• INSTRUCTIONS FOR THE TASK:
Tally up the lines below that contain the word "extension" and give the total alone.

• DATA IN THIS EXERCISE:
· · · · ·

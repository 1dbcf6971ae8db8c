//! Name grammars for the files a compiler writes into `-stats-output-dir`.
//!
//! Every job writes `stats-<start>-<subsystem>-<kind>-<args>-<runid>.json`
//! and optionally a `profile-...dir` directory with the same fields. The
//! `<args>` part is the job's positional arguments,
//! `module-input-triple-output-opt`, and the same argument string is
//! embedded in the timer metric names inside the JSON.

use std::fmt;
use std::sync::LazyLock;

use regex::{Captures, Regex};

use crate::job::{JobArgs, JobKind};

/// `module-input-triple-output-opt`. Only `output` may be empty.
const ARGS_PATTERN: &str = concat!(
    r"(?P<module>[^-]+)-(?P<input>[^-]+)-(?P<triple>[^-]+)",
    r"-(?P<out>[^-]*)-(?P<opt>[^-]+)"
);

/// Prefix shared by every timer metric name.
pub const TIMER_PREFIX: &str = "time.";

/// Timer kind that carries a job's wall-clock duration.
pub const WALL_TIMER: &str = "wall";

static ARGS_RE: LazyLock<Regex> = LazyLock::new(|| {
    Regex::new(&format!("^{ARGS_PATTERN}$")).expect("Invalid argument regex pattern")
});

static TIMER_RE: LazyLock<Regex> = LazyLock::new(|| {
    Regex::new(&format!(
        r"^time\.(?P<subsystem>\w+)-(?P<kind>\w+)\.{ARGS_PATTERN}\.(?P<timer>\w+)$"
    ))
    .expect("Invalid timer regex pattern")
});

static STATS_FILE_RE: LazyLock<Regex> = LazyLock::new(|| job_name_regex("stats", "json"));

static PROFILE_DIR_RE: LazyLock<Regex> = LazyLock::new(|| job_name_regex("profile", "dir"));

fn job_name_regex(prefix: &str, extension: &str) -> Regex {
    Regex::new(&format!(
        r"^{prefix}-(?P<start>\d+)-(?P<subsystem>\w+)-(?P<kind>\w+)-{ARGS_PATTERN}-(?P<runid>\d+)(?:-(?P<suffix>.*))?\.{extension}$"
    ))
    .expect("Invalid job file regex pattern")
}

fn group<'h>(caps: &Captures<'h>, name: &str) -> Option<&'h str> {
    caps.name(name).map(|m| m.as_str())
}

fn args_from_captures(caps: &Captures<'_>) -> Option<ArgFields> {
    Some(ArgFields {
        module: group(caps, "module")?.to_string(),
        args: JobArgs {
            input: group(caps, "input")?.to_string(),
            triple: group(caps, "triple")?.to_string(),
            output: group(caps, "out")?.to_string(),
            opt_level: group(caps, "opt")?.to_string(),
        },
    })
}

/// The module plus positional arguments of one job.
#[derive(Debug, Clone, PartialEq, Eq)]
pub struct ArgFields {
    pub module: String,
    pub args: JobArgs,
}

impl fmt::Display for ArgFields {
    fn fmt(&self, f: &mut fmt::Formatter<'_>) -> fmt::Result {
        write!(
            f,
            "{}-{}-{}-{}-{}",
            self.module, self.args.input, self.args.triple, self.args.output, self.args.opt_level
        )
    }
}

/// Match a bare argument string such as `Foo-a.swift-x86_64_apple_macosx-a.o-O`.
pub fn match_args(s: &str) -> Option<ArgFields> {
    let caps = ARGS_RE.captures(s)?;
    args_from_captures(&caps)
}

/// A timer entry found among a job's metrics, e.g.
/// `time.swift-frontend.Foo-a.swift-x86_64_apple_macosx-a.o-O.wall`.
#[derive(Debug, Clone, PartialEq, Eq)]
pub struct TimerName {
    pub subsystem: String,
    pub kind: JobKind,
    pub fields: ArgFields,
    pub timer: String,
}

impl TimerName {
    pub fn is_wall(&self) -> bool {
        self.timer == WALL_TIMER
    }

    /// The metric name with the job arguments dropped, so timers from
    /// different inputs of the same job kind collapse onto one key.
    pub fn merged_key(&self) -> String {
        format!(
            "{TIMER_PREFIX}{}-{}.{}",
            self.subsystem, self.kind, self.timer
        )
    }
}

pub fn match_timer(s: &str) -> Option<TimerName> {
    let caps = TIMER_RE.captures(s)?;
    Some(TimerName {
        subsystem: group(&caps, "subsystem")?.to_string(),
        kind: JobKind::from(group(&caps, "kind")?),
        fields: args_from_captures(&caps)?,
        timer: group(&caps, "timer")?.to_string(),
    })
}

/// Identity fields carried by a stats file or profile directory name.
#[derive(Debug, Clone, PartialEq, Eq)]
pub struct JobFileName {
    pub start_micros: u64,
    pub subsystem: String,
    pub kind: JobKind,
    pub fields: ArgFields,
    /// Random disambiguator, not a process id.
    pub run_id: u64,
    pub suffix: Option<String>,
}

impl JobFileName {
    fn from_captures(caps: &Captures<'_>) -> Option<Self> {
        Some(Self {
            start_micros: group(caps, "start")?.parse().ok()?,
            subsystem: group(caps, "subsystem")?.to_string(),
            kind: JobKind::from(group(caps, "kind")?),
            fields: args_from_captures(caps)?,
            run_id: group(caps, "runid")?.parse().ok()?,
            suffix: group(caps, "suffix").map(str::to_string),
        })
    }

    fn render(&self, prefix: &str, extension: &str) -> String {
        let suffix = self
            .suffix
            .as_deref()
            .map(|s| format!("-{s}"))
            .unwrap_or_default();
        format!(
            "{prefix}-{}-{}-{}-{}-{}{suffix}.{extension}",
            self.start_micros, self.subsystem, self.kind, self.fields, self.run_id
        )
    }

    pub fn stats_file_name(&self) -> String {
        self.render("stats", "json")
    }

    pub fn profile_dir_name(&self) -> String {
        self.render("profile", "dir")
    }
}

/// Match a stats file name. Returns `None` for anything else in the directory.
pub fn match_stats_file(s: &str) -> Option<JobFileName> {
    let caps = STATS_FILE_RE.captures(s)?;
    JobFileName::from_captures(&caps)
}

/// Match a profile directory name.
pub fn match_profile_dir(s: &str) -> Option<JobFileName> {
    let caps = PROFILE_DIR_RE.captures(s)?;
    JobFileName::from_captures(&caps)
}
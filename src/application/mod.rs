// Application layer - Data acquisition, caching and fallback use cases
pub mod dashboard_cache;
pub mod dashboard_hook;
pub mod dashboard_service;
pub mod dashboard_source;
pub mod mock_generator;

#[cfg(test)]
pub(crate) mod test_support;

· · · · ·

• SOLUTION:
4